The invention relates to the technical field of computer information, in particular to a clue scoring method based on communication data, which mainly comprises the following steps: step 1: collecting communication data; step 2: converting the communication data into interactive text; and step 3: performing data preprocessing on the interactive text and the order data to obtain a plurality of clues and labels corresponding to the clues, wherein the labels comprise positive example labels and negative example labels; and 4, step 4: preparing a natural language processing pre-training model; and 5: training and testing the pre-training model through the clues; step 6: and generating a clue scoring result. According to the invention, the artificial intelligence technologies such as voice recognition, natural language processing and machine learning are used to improve the success rate of clue conversion of telemarketers, so that each telemarketer can more accurately contact potential customers with stronger intentions, thereby improving the overall clue conversion rate and operation efficiency and enabling effective data to be more quickly contacted.

Description

Communication data-based clue scoring method
Technical Field
The invention relates to the technical field of computer information, in particular to a clue scoring method based on communication data.
Background
Currently, in the field of telemarketing, sales and marketing personnel take several hours per day to follow sales leads in a pool of leads. How to screen out the clues that the salesperson should follow first so as to improve the final clue conversion rate is an urgent problem.

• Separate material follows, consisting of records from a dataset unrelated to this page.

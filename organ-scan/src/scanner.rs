//! Matrix scanning.
//!
//! One call to [`Scanner::scan`] walks a single device: each strobe line is
//! driven low on its own, the sense lines are read after the settle time and
//! every reading goes through the key's debounce cell. Only edges leave the
//! scanner, so a keyboard held in a steady state produces no events at all.
//!
//! Scan time is strobes × (settle + senses × read); ~100us for a manual.

use log::{trace, warn};

use crate::debounce::{DebounceCell, Transition};
use crate::keymap::LogicalKey;
use crate::line::{Level, LineIo};
use crate::registry::{Device, DeviceConfig, DeviceId};

/// A debounced key transition.
#[derive(Copy, Clone, Debug, PartialEq, Eq)]
pub struct EdgeEvent {
    pub device: DeviceId,
    pub key: LogicalKey,
    pub transition: Transition,
}

impl EdgeEvent {
    pub fn is_pressed(&self) -> bool {
        self.transition.is_pressed()
    }
}

/// Consumer of edge events. Any `FnMut(EdgeEvent)` closure is a sink.
pub trait EventSink {
    fn on_edge(&mut self, event: EdgeEvent);
}

impl<F: FnMut(EdgeEvent)> EventSink for F {
    fn on_edge(&mut self, event: EdgeEvent) {
        self(event)
    }
}

impl<const KEYS: usize> Device<'_, KEYS> {
    fn scan<IO, S>(&mut self, id: DeviceId, io: &mut IO, sink: &mut S) -> usize
    where
        IO: LineIo + ?Sized,
        S: EventSink + ?Sized,
    {
        let config = self.config;
        let mut emitted = 0;

        for s in 0..config.passes() {
            let strobe = config.strobes.get(s).copied();
            if let Some(line) = strobe {
                io.drive(line, Level::ACTIVE);
                io.settle(config.settle_us);
            }

            for (j, &sense) in config.senses.iter().enumerate() {
                if !config.mask.is_valid(s, j) {
                    continue;
                }
                let closed = io.read(sense).is_active();
                // In range: every wired cell was checked at registration.
                let key = config.keymap.key(s, j) as LogicalKey;
                let cell = &mut self.cells[key as usize];
                if let Some(transition) = cell.sample_with_count(closed, config.debounce) {
                    trace!("device {} key {} {:?}", id, key, transition);
                    sink.on_edge(EdgeEvent {
                        device: id,
                        key,
                        transition,
                    });
                    emitted += 1;
                }
            }

            // Release before the next strobe; overlapping strobes cross-talk.
            if let Some(line) = strobe {
                io.drive(line, Level::INACTIVE);
            }
        }

        emitted
    }
}

/// Running scan engine, obtained from
/// [`DeviceRegistry::begin`](crate::registry::DeviceRegistry::begin).
/// The device set is frozen once scanning starts.
pub struct Scanner<'a, const DEVICES: usize, const KEYS: usize> {
    devices: [Option<Device<'a, KEYS>>; DEVICES],
    len: usize,
}

impl<'a, const DEVICES: usize, const KEYS: usize> Scanner<'a, DEVICES, KEYS> {
    pub(crate) fn from_devices(devices: [Option<Device<'a, KEYS>>; DEVICES], len: usize) -> Self {
        Self { devices, len }
    }

    /// Scan one device and report its edges to `sink`. Returns the number of
    /// events emitted; an id from another registry yields none.
    pub fn scan<IO, S>(&mut self, id: DeviceId, io: &mut IO, sink: &mut S) -> usize
    where
        IO: LineIo + ?Sized,
        S: EventSink + ?Sized,
    {
        match self.devices.get_mut(id.index()).and_then(Option::as_mut) {
            Some(device) => device.scan(id, io, sink),
            None => {
                warn!("scan of unknown device {}", id);
                0
            }
        }
    }

    /// Scan every device once, in registration order.
    pub fn scan_all<IO, S>(&mut self, io: &mut IO, sink: &mut S) -> usize
    where
        IO: LineIo + ?Sized,
        S: EventSink + ?Sized,
    {
        let mut emitted = 0;
        for (i, device) in self.devices[..self.len].iter_mut().enumerate() {
            if let Some(device) = device {
                emitted += device.scan(DeviceId(i as u8), io, sink);
            }
        }
        emitted
    }

    pub fn len(&self) -> usize {
        self.len
    }

    pub fn is_empty(&self) -> bool {
        self.len == 0
    }

    pub fn ids(&self) -> impl Iterator<Item = DeviceId> {
        (0..self.len).map(|i| DeviceId(i as u8))
    }

    pub fn config(&self, id: DeviceId) -> Option<&DeviceConfig<'a>> {
        self.devices.get(id.index())?.as_ref().map(Device::config)
    }

    pub fn cells(&self, id: DeviceId) -> Option<&[DebounceCell; KEYS]> {
        self.devices.get(id.index())?.as_ref().map(Device::cells)
    }

    pub fn is_pressed(&self, id: DeviceId, key: LogicalKey) -> bool {
        self.cells(id)
            .and_then(|cells| cells.get(key as usize))
            .is_some_and(DebounceCell::is_pressed)
    }

    /// Keys of `id` currently considered down, in ascending order.
    pub fn pressed_keys(&self, id: DeviceId) -> impl Iterator<Item = LogicalKey> + '_ {
        self.cells(id)
            .into_iter()
            .flat_map(|cells| cells.iter().enumerate())
            .filter(|(_, cell)| cell.is_pressed())
            .map(|(key, _)| key as LogicalKey)
    }
}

The traditional telemarketing industry relies on the use of a customer relationship management system (CRM) to select clues to be followed by sales and marketing personnel to input clue-related data into the system in a tedious way and manually judge the single intention of the clues. Despite the best efforts of the sales service management department, these systems have a series of problems such as data loss, manual error filling, and false data tampering, which result in inaccurate or failed final clue intent determination. Therefore, there is a need to invent a general innovative clue scoring method based on non-tamperable phone recording or communication text recording.
Disclosure of Invention
The invention provides a clue scoring method based on communication data, which improves the clue conversion success rate of telemarketers by applying artificial intelligence technologies such as voice recognition, natural language processing, machine learning and the like, so that each telemarketer can more accurately contact potential customers with stronger intention, thereby improving the overall clue conversion rate and operation efficiency and enabling effective data to be more quickly contacted.
In order to achieve the purpose, the invention provides the following technical scheme: a clue scoring method based on communication data mainly comprises the following steps:
step 1: collecting communication data;
step 2: converting the communication data into interactive text;
and step 3: performing data preprocessing on the interactive text and the order data to obtain a plurality of clues and labels corresponding to the clues, wherein the labels comprise positive example labels and negative example labels;
and 4, step 4: preparing a natural language processing pre-training model;
and 5: training and testing the pre-training model through the clues;
step 6: and generating a clue scoring result.
Preferably, the step 3 further comprises the following steps:
step 31: sequencing the interactive text of each clue according to the time stamp, and cutting the interactive text into one or more evaluation time points;
step 32: aiming at an evaluation time point, checking whether a call is formed within N2 days after the evaluation time point by using the conversation text content of each clue N1 days before the evaluation time point;
step 33: cues are characterized, including but not limited to merging interactive text, segmenting interactive text, and adding additional features.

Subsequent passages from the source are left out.